Screw it, heh, I'm engaged again, may as well reply.
Evolution is not one direction. Change does not occur in one uniform way. Waves occur, the same things reoccur. The same things get reinvented.
I'm not trying to slight anybody but you kind of have to be 30, 40, 50, 60, 70 yrs old to witness how much the world is a continual conveyor belt of very similar "changes" that just keep getting repeated and reinvented.
For instance high tempo hockey was not invented by the Oilers, the Canadiens played similar hockey off an on for decades.
The Red Wings circa Howe were the free wheeling team at one time.
Then the Blackhawks in the 60's
Then you had a hockey inversion in the dark days of the Philly Flyers Broadstreet Bullies incarnation. Reinventing hockey in a bad way.
Then the Habs took the game over and played good pace hockey, free flowing, entertaining.
Then the Islanders brought System hockey (which had also happened several times before)
I could go on and on.
Hockey does not reform in one way or one direction or become uniformly a speed game, or a size game, or a skill game. Waves always exist where one team is utilizing a certain approach, has some success, and then others mimic, then that wave dies and another comes out. Often waves exist dynamically at the same time thus the Hawks and Kings winning cups vastly different ways.
AS for the "nobody wants to see that player that shuts down everything?!. One Word, Pronger. Of course people want to see that. Its the flips side of hockey, offense, defense, its its nature.
Of course people want to see that too. unless you're watching hockey only one way, and for one thing, in which case if its only scoring that moves ya then Basketball is a thing.
A final thing. The Dead puck era was death on ice to many people. A lot of people hated it. But it transformed hockey appeal in markets that were non typical, markets where football was more popular, D was more popular, cattle wrestling popular
. I talked to many fans of Dallas back then.
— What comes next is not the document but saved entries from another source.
use anyhow::Context;
use tokio_util::sync::CancellationToken;
use tracing::{error, info, warn};

use byteset_pipeline::config::Config;
use byteset_pipeline::services::pipeline;

#[tokio::main]
async fn main() -> anyhow::Result<()> {
    // Load configuration
    let config = Config::from_env().context("Failed to load configuration")?;

    // Initialize logging
    tracing_subscriber::fmt()
        .with_env_filter(
            tracing_subscriber::EnvFilter::try_new(&config.logging.level)
                .unwrap_or_else(|_| tracing_subscriber::EnvFilter::new("info")),
        )
        .init();

    let timeout = config.pipeline.timeout();
    let cancel = CancellationToken::new();

    let watchdog = tokio::spawn({
        let cancel = cancel.clone();
        async move {
            tokio::select! {
                _ = tokio::time::sleep(timeout) => warn!("Pipe timed out after {:?}", timeout),
                _ = tokio::signal::ctrl_c() => warn!("Interrupted"),
            }
            cancel.cancel();
        }
    });

    let result = pipeline::run(&config, cancel).await;
    watchdog.abort();

    let report = result
        .map_err(|e| {
            error!("Pipe failed: {}", e);
            e
        })
        .context("Pipe failed")?;

    info!(
        "Done: {} statements executed, {} skipped in {:?}",
        report.stats.executed, report.stats.skipped, report.cost
    );
    Ok(())
}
They thought their brand of hockey was the best thing ever and never had any notion that the form of hockey was very limiting. They loved seeing big D just haul people down, elbow their face into the ice as they're falling down. Derian Hatcher had perfected a hockey related jack hammer move. They loved that shit. They defended it at every turn.
Its a misnomer then to say fans won't like one form or the other. Fans like winning teams, and usually will accept that at any cost to the game.